Solution?  Replacing the disks might help a little - they're 3 year old 2.5" SATA, but they are 7.2k rpm, and a more modern 10k 2.5" would be marginally faster.  The real benefit would probably be more disks - the current wisdom on the mailing lists and in the documentation is to maximize the ratio of disk spindles to cpu cores and I think that's borne out by these results.  In the coming weeks we're going to build a new cluster of 6 machines with 12 disks each and I very much look forward to testing my theories once they're up and running.  Stay tuned!


  1. I wonder what would happen if you upped the hfile/hbase block size Oliver? Default is 64k. If you upped it to 256k, given you are optimizing for scan case, maybe you'd be able to move through more data for same number of seeks/iowait?
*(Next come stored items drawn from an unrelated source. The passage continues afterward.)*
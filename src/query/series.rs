//! Serial failover across the resolved endpoints of one server.

use std::net::SocketAddr;
use std::time::Duration;

use log::debug;
use tokio::sync::watch;
use tokio::time::{self, Instant};

use crate::packet::Packet;
use crate::query::cancelled;
use crate::query::single::{self, Exchange, Fault};

/// Default time allotted to a whole endpoint series.
pub const DEFAULT_TIMEOUT: Duration = Duration::from_millis(5000);

/// Queries `endpoints` one at a time until one of them succeeds, the list
/// is exhausted, the overall deadline elapses, or the caller cancels.
///
/// A send, receive, or per-attempt timeout failure advances the series to
/// the next endpoint; only the terminal attempt's outcome is reported.
/// The overall deadline is independent of each attempt's own and tears the
/// current attempt down when it fires. Each attempt gets `attempt_timeout`.
///
/// # Panics
///
/// Panics if `endpoints` is empty.
pub async fn run(
    endpoints: &[SocketAddr],
    timeout: Duration,
    attempt_timeout: Duration,
    mut cancel: watch::Receiver<bool>,
) -> Exchange {
    assert!(!endpoints.is_empty(), "no endpoints to query");
    let deadline = Instant::now() + timeout;
    let last = endpoints.len() - 1;
    for (index, &endpoint) in endpoints.iter().enumerate() {
        let attempt_started = Instant::now();
        let watcher = cancel.clone();
        let exchange = tokio::select! {
            biased;
            _ = cancelled(&mut cancel) => Exchange {
                endpoint,
                fault: Some(Fault::Cancelled),
                packet: Packet::default(),
                round_trip: attempt_started.elapsed(),
            },
            () = time::sleep_until(deadline) => {
                debug!("series deadline elapsed while querying {endpoint}");
                return Exchange {
                    endpoint,
                    fault: Some(Fault::Timeout),
                    packet: Packet::default(),
                    round_trip: attempt_started.elapsed(),
                };
            }
            exchange = single::run(endpoint, attempt_timeout, watcher) => exchange,
        };
        match exchange.fault {
            Some(Fault::Send | Fault::Receive | Fault::Timeout) if index < last => {
                debug!("{endpoint} failed with {:?}, advancing", exchange.fault);
            }
            _ => return exchange,
        }
    }
    unreachable!("the last attempt always reports")
}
    1. @stack - I'm happy to give it a try, but as I understand it HBase never touches the actual disks - that's HDFS's job. So how would changing the HFile block size have any impact on accessing the physical disks?
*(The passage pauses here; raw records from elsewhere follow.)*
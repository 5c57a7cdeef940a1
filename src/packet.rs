//! Raw NTP packet representation.

use std::sync::Arc;

use chrono::{DateTime, TimeDelta, Utc};

use crate::coder;
use crate::timestamp::Timestamp;

/// NTP leap indicator bit mask of the packet's first byte.
const LI_MASK: u8 = 0b1100_0000;
/// NTP leap indicator bit mask shift value.
const LI_SHIFT: u8 = 6;
/// NTP version bit mask of the packet's first byte.
const VERSION_MASK: u8 = 0b0011_1000;
/// NTP version bit mask shift value.
const VERSION_SHIFT: u8 = 3;
/// NTP mode bit mask of the packet's first byte.
const MODE_MASK: u8 = 0b0000_0111;
/// NTP mode bit mask shift value.
const MODE_SHIFT: u8 = 0;

fn shifter(val: u8, mask: u8, shift: u8) -> u8 {
    (val & mask) >> shift
}

fn pointerize(data: [u8; Packet::SIZE]) -> Option<Arc<[u8; Packet::SIZE]>> {
    if data.iter().all(|&byte| byte == 0) {
        None
    } else {
        Some(Arc::new(data))
    }
}

/// An immutable raw NTP packet.
///
/// `Packet` holds only the required NTP fields (48 bytes) behind a shared
/// read-only buffer, so cloning is cheap and clones always compare equal.
///
/// A packet is null if all its data is zeros, and this can be checked with
/// [`is_null`](Packet::is_null). Both constructors collapse an all-zero
/// result to the null representation, so a packet explicitly built from
/// all-zero fields is indistinguishable from [`Packet::default`].
///
/// Delay and offset calculations can be carried out via
/// [`delay`](Packet::delay), [`offset`](Packet::offset), and
/// [`offset_at`](Packet::offset_at). The calculations are correct only if:
/// - the client clock is consistent across the departure and arrival of the
///   NTP packet, and
/// - the client clock is within 68 years of the server; otherwise the
///   returned offset is ambiguous and cannot be resolved correctly to a
///   real timestamp.
#[derive(Debug, Default, Clone, PartialEq, Eq)]
pub struct Packet {
    data: Option<Arc<[u8; Packet::SIZE]>>,
}

impl Packet {
    /// Size of a packet's underlying data in bytes.
    pub const SIZE: usize = 48;

    /// Constructs a NTP packet from the given field values.
    /// Values wider than their wire field are truncated.
    #[allow(clippy::too_many_arguments)]
    #[must_use]
    pub fn compose(
        leap: u8,
        version: u8,
        mode: u8,
        stratum: u8,
        poll: i8,
        precision: i8,
        root_delay: u32,
        root_dispersion: u32,
        reference_id: u32,
        reference_timestamp: u64,
        origin_timestamp: u64,
        receive_timestamp: u64,
        transmit_timestamp: u64,
    ) -> Self {
        let mut data = [0u8; Packet::SIZE];
        #[allow(clippy::cast_sign_loss)]
        {
            coder::serialize::<u8>(leap << LI_SHIFT | version << VERSION_SHIFT | mode, &mut data);
            coder::serialize::<u8>(stratum, &mut data[1..]);
            coder::serialize::<u8>(poll as u8, &mut data[2..]);
            coder::serialize::<u8>(precision as u8, &mut data[3..]);
        }
        coder::serialize::<u32>(root_delay, &mut data[4..]);
        coder::serialize::<u32>(root_dispersion, &mut data[8..]);
        coder::serialize::<u32>(reference_id, &mut data[12..]);
        coder::serialize::<u64>(reference_timestamp, &mut data[16..]);
        coder::serialize::<u64>(origin_timestamp, &mut data[24..]);
        coder::serialize::<u64>(receive_timestamp, &mut data[32..]);
        coder::serialize::<u64>(transmit_timestamp, &mut data[40..]);
        Self {
            data: pointerize(data),
        }
    }

    /// Constructs a NTP packet from the given raw data buffer.
    #[must_use]
    pub fn from_data(data: [u8; Packet::SIZE]) -> Self {
        Self {
            data: pointerize(data),
        }
    }

    /// Returns a raw data representation of the underlying packet.
    #[must_use]
    pub fn data(&self) -> [u8; Packet::SIZE] {
        self.data
            .as_ref()
            .map_or([0u8; Packet::SIZE], |data| **data)
    }

    /// Returns whether the underlying data is all zeros.
    #[must_use]
    pub fn is_null(&self) -> bool {
        self.data.is_none()
    }

    /// Returns an integer warning of an impending leap second to be inserted
    /// or deleted in the last minute of the current month.
    ///
    /// | Value | Meaning                               |
    /// | ----- | ------------------------------------- |
    /// | 0     | no warning                            |
    /// | 1     | last minute of the day has 61 seconds |
    /// | 2     | last minute of the day has 59 seconds |
    /// | 3     | unknown (clock unsynchronized)        |
    #[must_use]
    pub fn leap(&self) -> u8 {
        self.data
            .as_ref()
            .map_or(0, |data| shifter(data[0], LI_MASK, LI_SHIFT))
    }

    /// Returns an unsigned integer representing the NTP version number.
    #[must_use]
    pub fn version(&self) -> u8 {
        self.data
            .as_ref()
            .map_or(0, |data| shifter(data[0], VERSION_MASK, VERSION_SHIFT))
    }

    /// Returns an unsigned integer representing the relationship between two
    /// NTP speakers.
    ///
    /// | Value | Meaning                  |
    /// | ----- | ------------------------ |
    /// | 0     | reserved                 |
    /// | 1     | symmetric active         |
    /// | 2     | symmetric passive        |
    /// | 3     | client                   |
    /// | 4     | server                   |
    /// | 5     | broadcast                |
    /// | 6     | NTP control message      |
    /// | 7     | reserved for private use |
    #[must_use]
    pub fn mode(&self) -> u8 {
        self.data
            .as_ref()
            .map_or(0, |data| shifter(data[0], MODE_MASK, MODE_SHIFT))
    }

    /// Returns an unsigned integer representing the level of the server in
    /// the NTP hierarchy.
    ///
    /// | Value   | Meaning                                             |
    /// | ------- | --------------------------------------------------- |
    /// | 0       | unspecified or invalid                              |
    /// | 1       | primary server (e.g., equipped with a GPS receiver) |
    /// | 2..15   | secondary server (via NTP)                          |
    /// | 16      | unsynchronized                                      |
    /// | 17..255 | reserved                                            |
    #[must_use]
    pub fn stratum(&self) -> u8 {
        self.data.as_ref().map_or(0, |data| data[1])
    }

    /// Returns a signed integer representing the maximum interval between
    /// successive messages, in log2 seconds.
    #[allow(clippy::cast_possible_wrap)]
    #[must_use]
    pub fn poll(&self) -> i8 {
        self.data.as_ref().map_or(0, |data| data[2] as i8)
    }

    /// Returns a signed integer representing the precision of the system
    /// clock, in log2 seconds.
    #[allow(clippy::cast_possible_wrap)]
    #[must_use]
    pub fn precision(&self) -> i8 {
        self.data.as_ref().map_or(0, |data| data[3] as i8)
    }

    /// Returns the total round-trip delay to the reference clock, in NTP
    /// short format.
    #[must_use]
    pub fn root_delay(&self) -> u32 {
        self.data
            .as_ref()
            .map_or(0, |data| coder::deserialize(&data[4..]))
    }

    /// Returns the total dispersion to the reference clock, in NTP short
    /// format.
    #[must_use]
    pub fn root_dispersion(&self) -> u32 {
        self.data
            .as_ref()
            .map_or(0, |data| coder::deserialize(&data[8..]))
    }

    /// Returns a 32-bit code identifying the particular server or reference
    /// clock.
    #[must_use]
    pub fn reference_id(&self) -> u32 {
        self.data
            .as_ref()
            .map_or(0, |data| coder::deserialize(&data[12..]))
    }

    /// Returns the server's time at which the system clock was last set or
    /// corrected.
    #[must_use]
    pub fn reference_timestamp(&self) -> u64 {
        self.data
            .as_ref()
            .map_or(0, |data| coder::deserialize(&data[16..]))
    }

    /// Returns the client's time at which the packet departed to the server.
    #[must_use]
    pub fn origin_timestamp(&self) -> u64 {
        self.data
            .as_ref()
            .map_or(0, |data| coder::deserialize(&data[24..]))
    }

    /// Returns the server's time at which the packet arrived from the client.
    #[must_use]
    pub fn receive_timestamp(&self) -> u64 {
        self.data
            .as_ref()
            .map_or(0, |data| coder::deserialize(&data[32..]))
    }

    /// Returns the server's time at which the packet departed to the client.
    #[must_use]
    pub fn transmit_timestamp(&self) -> u64 {
        self.data
            .as_ref()
            .map_or(0, |data| coder::deserialize(&data[40..]))
    }

    /// Returns the round-trip delay of the NTP packet passed from client to
    /// server and back again.
    ///
    /// In some scenarios it is possible for the delay computation to become
    /// negative and mislead the subsequent computations, so the returned
    /// value has to be clamped or checked before further processing.
    ///
    /// `destination` is the client's time at which the packet arrived from
    /// the server, as a raw NTP timestamp.
    #[must_use]
    pub fn delay(&self, destination: u64) -> TimeDelta {
        Timestamp::new(destination.wrapping_sub(self.origin_timestamp()))
            - Timestamp::new(self.transmit_timestamp().wrapping_sub(self.receive_timestamp()))
    }

    /// Returns the time offset of the server relative to the client.
    ///
    /// The offset can range from 136 years in the past to 136 years in the
    /// future. However, because timestamps can belong to different eras,
    /// ambiguous values may be returned; this method works only with
    /// timestamps in the same era. Use [`offset_at`](Packet::offset_at) to
    /// get the correct offset for timestamps in adjacent eras.
    ///
    /// `destination` is the client's time at which the packet arrived from
    /// the server, as a raw NTP timestamp.
    #[must_use]
    pub fn offset(&self, destination: u64) -> TimeDelta {
        ((Timestamp::new(self.receive_timestamp()) - Timestamp::new(self.origin_timestamp()))
            + (Timestamp::new(self.transmit_timestamp()) - Timestamp::new(destination)))
            / 2
    }

    /// Returns the time offset of the server relative to the client,
    /// anchored to the given arrival moment so that timestamps in the same
    /// or adjacent eras resolve correctly.
    ///
    /// The offset can range from 68 years in the past to 68 years in the
    /// future, so the client clock must be set within 68 years of the server
    /// before the service is started.
    ///
    /// `destination` is the client's wall-clock time at which the packet
    /// arrived from the server.
    #[must_use]
    pub fn offset_at(&self, destination: DateTime<Utc>) -> TimeDelta {
        let raw = self.offset(Timestamp::from_datetime(destination).value());
        let whole = raw.num_seconds();
        // re-sign the seconds component modulo one NTP era
        #[allow(clippy::cast_possible_truncation)]
        let wrapped = whole as i32;
        TimeDelta::seconds(i64::from(wrapped)) + (raw - TimeDelta::seconds(whole))
    }

    /// Builds an outgoing client-mode (version 4) packet with the transmit
    /// timestamp set to the given moment.
    #[must_use]
    pub(crate) fn client(transmit: Timestamp) -> Self {
        Packet::compose(0, 4, 3, 0, 0, 0, 0, 0, 0, 0, 0, 0, transmit.value())
    }
}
    2. Since you would load 256KB instead of 64KB, you'll in theory do 4x less access to disk. It doesn't drop the blocks in-between rows. Since you're doing a sequential write, the next row you're looking for should always be either in the same block you're in or in the very following one.

    3. Thanks JD. After some discussion with Lars I think I understand the point now - I was under the mistaken impression that HDFS cached its blocks, which are way bigger than HFile's blocks, so in that case a bigger HFile block wouldn't matter. But in theory it does. In practice though, I tried it and actually saw a small decrease in performance (a few percent). Because these are almost never apples-to-apples comparisons (I had to reboot one of the machines, regions moved around, I did a major compaction, etc) I'm not surprised that the difference is negligible. The theory is sound, though, so maybe I'll rebuild the test table into 1MB blocks and see what happens.

  2. Has it been tested that channel bonding actually resulted in 2 gigabit throughput between computers in this setup? Netcat or iperf could be handy to verify that.
    The switch in the network might still be limiting overall bandwidth to 1 gbps - it looks like on fig 3 every time the throughput on one box goes above 120 MB/s there is a corresponding drop.

    1. I didn't use netcat or iperf but instead setup httpd on each machine and then did a GET with curl to fetch an 8gb file (repeatedly). With that I verified that I could get 2x gigabit up and down from each machine (and even tried a 2nd switch just to make sure). But because there are only 3 machines and 2 links per machine, the way balance-alb works means I could only ever get 1 gigabit between any two machines (balance-alb feeds a single MAC address to each other host on the network). I think that's why the graph has those suspicious looking inversions.